PROBLEM TO SOLVE:
In your answer, every line of the records should be written out exactly.

DATA EXTRACT:
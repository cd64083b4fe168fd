use std::fmt;
use std::str::FromStr;

use serde::{Deserialize, Serialize};

use crate::error::TypeError;

/// One of the eight fixed supply-chain stages a block can record.
///
/// The declaration order is the canonical order: it matches the numbering
/// used by the session menu (1-8) and the order of [`Stage::ALL`].
#[derive(Clone, Copy, Debug, PartialEq, Eq, Hash, PartialOrd, Ord, Serialize, Deserialize)]
pub enum Stage {
    Procurement,
    InventoryStorage,
    OrderFulfillment,
    Transportation,
    CustomerDeliverySatisfaction,
    QualityControl,
    ProductReturn,
    ProductWorthiness,
}

impl Stage {
    /// Number of stages; also the maximum number of appends per ledger.
    pub const COUNT: usize = 8;

    /// Every stage in canonical order.
    pub const ALL: [Stage; Stage::COUNT] = [
        Stage::Procurement,
        Stage::InventoryStorage,
        Stage::OrderFulfillment,
        Stage::Transportation,
        Stage::CustomerDeliverySatisfaction,
        Stage::QualityControl,
        Stage::ProductReturn,
        Stage::ProductWorthiness,
    ];

    /// Zero-based position in [`Stage::ALL`].
    pub fn index(self) -> usize {
        self as usize
    }

    /// One-based number shown in the stage selection menu.
    pub fn menu_number(self) -> u8 {
        self.index() as u8 + 1
    }

    /// Resolve a one-based menu number.
    pub fn from_menu_number(number: u8) -> Result<Self, TypeError> {
        number
            .checked_sub(1)
            .and_then(|i| Self::ALL.get(i as usize).copied())
            .ok_or(TypeError::InvalidStageNumber(number))
    }

    /// Short stage name.
    pub fn name(self) -> &'static str {
        match self {
            Self::Procurement => "Procurement",
            Self::InventoryStorage => "Inventory Storage",
            Self::OrderFulfillment => "Order Fulfillment",
            Self::Transportation => "Transportation",
            Self::CustomerDeliverySatisfaction => "Customer Delivery Satisfaction",
            Self::QualityControl => "Quality Control",
            Self::ProductReturn => "Product Return",
            Self::ProductWorthiness => "Product Worthiness",
        }
    }

    /// Heading stored as the value of every block's leading `Block` field.
    pub fn display_name(self) -> &'static str {
        match self {
            Self::Procurement => "Procurement Information",
            Self::InventoryStorage => "Inventory Information",
            Self::OrderFulfillment => "Order Fulfillment Information",
            Self::Transportation => "Transportation Information",
            Self::CustomerDeliverySatisfaction => "Customer Delivery Satisfactory Information",
            Self::QualityControl => "Quality Inspection Control Information",
            Self::ProductReturn => "Product Returns Information",
            Self::ProductWorthiness => "Product Worthiness Information",
        }
    }

    /// Reverse of [`Stage::display_name`].
    pub fn from_display_name(heading: &str) -> Option<Self> {
        Self::ALL.into_iter().find(|s| s.display_name() == heading)
    }
}

impl fmt::Display for Stage {
    fn fmt(&self, f: &mut fmt::Formatter<'_>) -> fmt::Result {
        f.write_str(self.name())
    }
}

impl FromStr for Stage {
    type Err = TypeError;

    /// Accepts the short name (any case) or the menu number.
    fn from_str(s: &str) -> Result<Self, Self::Err> {
        let trimmed = s.trim();
        if let Ok(number) = trimmed.parse::<u8>() {
            return Self::from_menu_number(number);
        }
        Self::ALL
            .into_iter()
            .find(|stage| stage.name().eq_ignore_ascii_case(trimmed))
            .ok_or_else(|| TypeError::UnknownStage(trimmed.to_string()))
    }
}

#[cfg(test)]
mod tests {
    use super::*;

    #[test]
    fn menu_numbers_follow_canonical_order() {
        for (i, stage) in Stage::ALL.iter().enumerate() {
            assert_eq!(stage.index(), i);
            assert_eq!(stage.menu_number() as usize, i + 1);
            assert_eq!(Stage::from_menu_number(stage.menu_number()).unwrap(), *stage);
        }
    }

    #[test]
    fn out_of_range_menu_number_rejected() {
        assert_eq!(Stage::from_menu_number(0), Err(TypeError::InvalidStageNumber(0)));
        assert_eq!(Stage::from_menu_number(9), Err(TypeError::InvalidStageNumber(9)));
    }

    #[test]
    fn display_names_are_distinct_and_reversible() {
        for stage in Stage::ALL {
            assert_eq!(Stage::from_display_name(stage.display_name()), Some(stage));
        }
        assert_eq!(Stage::from_display_name("Genesis"), None);
    }

    #[test]
    fn parse_by_name_or_number() {
        assert_eq!("quality control".parse::<Stage>().unwrap(), Stage::QualityControl);
        assert_eq!(" 4 ".parse::<Stage>().unwrap(), Stage::Transportation);
        assert!(matches!("Shipping".parse::<Stage>(), Err(TypeError::UnknownStage(_))));
    }

    #[test]
    fn display_uses_short_name() {
        assert_eq!(format!("{}", Stage::InventoryStorage), "Inventory Storage");
    }

    #[test]
    fn serde_roundtrip() {
        let json = serde_json::to_string(&Stage::ProductReturn).unwrap();
        let parsed: Stage = serde_json::from_str(&json).unwrap();
        assert_eq!(parsed, Stage::ProductReturn);
    }
}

OUTPUT:
repository cd64083b4fe168fd
use std::fmt;
use std::str::FromStr;

use serde::{Deserialize, Serialize};

use crate::error::TypeError;

/// One of the eight fixed supply-chain stages a block can record.
///
/// The declaration order is the canonical order: it matches the numbering
/// used by the session menu (1-8) and the order of [`Stage::ALL`].
#[derive(Clone, Copy, Debug, PartialEq, Eq, Hash, PartialOrd, Ord, Serialize, Deserialize)]
pub enum Stage {
    Procurement,
    InventoryStorage,
    OrderFulfillment,
    Transportation,
    CustomerDeliverySatisfaction,
    QualityControl,
    ProductReturn,
    ProductWorthiness,
}

impl Stage {
    /// Number of stages; also the maximum number of appends per ledger.
    pub const COUNT: usize = 8;

    /// Every stage in canonical order.
    pub const ALL: [Stage; Stage::COUNT] = [
        Stage::Procurement,
        Stage::InventoryStorage,
        Stage::OrderFulfillment,
        Stage::Transportation,
        Stage::CustomerDeliverySatisfaction,
        Stage::QualityControl,
        Stage::ProductReturn,
        Stage::ProductWorthiness,
    ];

    /// Zero-based position in [`Stage::ALL`].
    pub fn index(self) -> usize {
        self as usize
    }

    /// One-based number shown in the stage selection menu.
    pub fn menu_number(self) -> u8 {
        self.index() as u8 + 1
    }

    /// Resolve a one-based menu number.
    pub fn from_menu_number(number: u8) -> Result<Self, TypeError> {
        number
            .checked_sub(1)
            .and_then(|i| Self::ALL.get(i as usize).copied())
            .ok_or(TypeError::InvalidStageNumber(number))
    }

    /// Short stage name.
    pub fn name(self) -> &'static str {
        match self {
            Self::Procurement => "Procurement",
            Self::InventoryStorage => "Inventory Storage",
            Self::OrderFulfillment => "Order Fulfillment",
            Self::Transportation => "Transportation",
            Self::CustomerDeliverySatisfaction => "Customer Delivery Satisfaction",
            Self::QualityControl => "Quality Control",
            Self::ProductReturn => "Product Return",
            Self::ProductWorthiness => "Product Worthiness",
        }
    }

    /// Heading stored as the value of every block's leading `Block` field.
    pub fn display_name(self) -> &'static str {
        match self {
            Self::Procurement => "Procurement Information",
            Self::InventoryStorage => "Inventory Information",
            Self::OrderFulfillment => "Order Fulfillment Information",
            Self::Transportation => "Transportation Information",
            Self::CustomerDeliverySatisfaction => "Customer Delivery Satisfactory Information",
            Self::QualityControl => "Quality Inspection Control Information",
            Self::ProductReturn => "Product Returns Information",
            Self::ProductWorthiness => "Product Worthiness Information",
        }
    }

    /// Reverse of [`Stage::display_name`].
    pub fn from_display_name(heading: &str) -> Option<Self> {
        Self::ALL.into_iter().find(|s| s.display_name() == heading)
    }
}

impl fmt::Display for Stage {
    fn fmt(&self, f: &mut fmt::Formatter<'_>) -> fmt::Result {
        f.write_str(self.name())
    }
}

impl FromStr for Stage {
    type Err = TypeError;

    /// Accepts the short name (any case) or the menu number.
    fn from_str(s: &str) -> Result<Self, Self::Err> {
        let trimmed = s.trim();
        if let Ok(number) = trimmed.parse::<u8>() {
            return Self::from_menu_number(number);
        }
        Self::ALL
            .into_iter()
            .find(|stage| stage.name().eq_ignore_ascii_case(trimmed))
            .ok_or_else(|| TypeError::UnknownStage(trimmed.to_string()))
    }
}

#[cfg(test)]
mod tests {
    use super::*;

    #[test]
    fn menu_numbers_follow_canonical_order() {
        for (i, stage) in Stage::ALL.iter().enumerate() {
            assert_eq!(stage.index(), i);
            assert_eq!(stage.menu_number() as usize, i + 1);
            assert_eq!(Stage::from_menu_number(stage.menu_number()).unwrap(), *stage);
        }
    }

    #[test]
    fn out_of_range_menu_number_rejected() {
        assert_eq!(Stage::from_menu_number(0), Err(TypeError::InvalidStageNumber(0)));
        assert_eq!(Stage::from_menu_number(9), Err(TypeError::InvalidStageNumber(9)));
    }

    #[test]
    fn display_names_are_distinct_and_reversible() {
        for stage in Stage::ALL {
            assert_eq!(Stage::from_display_name(stage.display_name()), Some(stage));
        }
        assert_eq!(Stage::from_display_name("Genesis"), None);
    }

    #[test]
    fn parse_by_name_or_number() {
        assert_eq!("quality control".parse::<Stage>().unwrap(), Stage::QualityControl);
        assert_eq!(" 4 ".parse::<Stage>().unwrap(), Stage::Transportation);
        assert!(matches!("Shipping".parse::<Stage>(), Err(TypeError::UnknownStage(_))));
    }

    #[test]
    fn display_uses_short_name() {
        assert_eq!(format!("{}", Stage::InventoryStorage), "Inventory Storage");
    }

    #[test]
    fn serde_roundtrip() {
        let json = serde_json::to_string(&Stage::ProductReturn).unwrap();
        let parsed: Stage = serde_json::from_str(&json).unwrap();
        assert_eq!(parsed, Stage::ProductReturn);
    }
}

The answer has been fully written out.